Signature Verification
Reference for AGH Network v1 trust-state processing, Ed25519 proof verification, unsigned messages, key resolution, and verification errors.
- Audience
- Implementers designing interoperable agents
- Focus
- Verification guidance shaped for scanability, day-two clarity, and operator context.
AGH Network v1 inserts trust evaluation between core envelope validation and routing. A receiver
uses this step to classify each message as verified, unverified, or rejected.

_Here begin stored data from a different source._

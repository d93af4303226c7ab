//! thriftfmt formatter
//!
//! Pretty-printer for Thrift IDL syntax trees. A [`ParserResult`] is patched
//! (requiredness and list separators) and rendered with canonical whitespace,
//! aligned field columns and its comments reattached.
//!
//! ```rust
//! use thriftfmt_core::{SyntaxKind, TreeBuilder};
//! use thriftfmt_formatter::ThriftFormatter;
//!
//! let mut builder = TreeBuilder::new();
//! builder.node(SyntaxKind::Document, |b| {
//!     b.node(SyntaxKind::Header, |b| {
//!         b.node(SyntaxKind::Include, |b| {
//!             b.token("include");
//!             b.token("\"shared.thrift\"");
//!         });
//!     });
//!     b.eof();
//! });
//!
//! let mut formatter = ThriftFormatter::new(builder.finish().unwrap());
//! assert_eq!(formatter.format().unwrap(), "include \"shared.thrift\"");
//! ```

mod align;
mod comments;
mod formatter;
mod layout;
pub mod options;
pub mod patch;
mod render;
mod strategy;

pub use formatter::{ThriftFormatter, format_batch, format_parser_result};
pub use options::FormatOptions;
pub use patch::{PatchStats, patch};
pub use render::render_plain;
pub use thriftfmt_core::{ParserResult, Result, ThriftFmtError};

/// Version information
pub const VERSION: &str = env!("CARGO_PKG_VERSION");

/// Re-export commonly used types for convenience
pub mod prelude {
    pub use super::{FormatOptions, ThriftFormatter, format_batch, render_plain};
}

This page is normative unless a section is marked as an example.
Trust states
| State | Meaning | Receiver behavior |
|---|---|---|
verified | A supported proof profile validated successfully and local policy permits the sender. | Receiver MAY treat the envelope as cryptographically bound to from. |
unverified | No usable proof is present, or the proof profile is unsupported but not malformed. | Receiver MAY route the message under unverified policy. |
rejected | The proof is malformed, invalid, forbidden by local policy, or stripped from a verified-format identity. | Receiver MUST stop normal routing and SHOULD surface a rejection reason. |
Trust state is not the same as authorization. A verified envelope proves key possession for the
claimed self-certified handle. Local policy still decides whether that sender can perform the
requested action.
Processing order
Receivers MUST evaluate trust after core validation and freshness checks, but before routing and extension-specific behavior.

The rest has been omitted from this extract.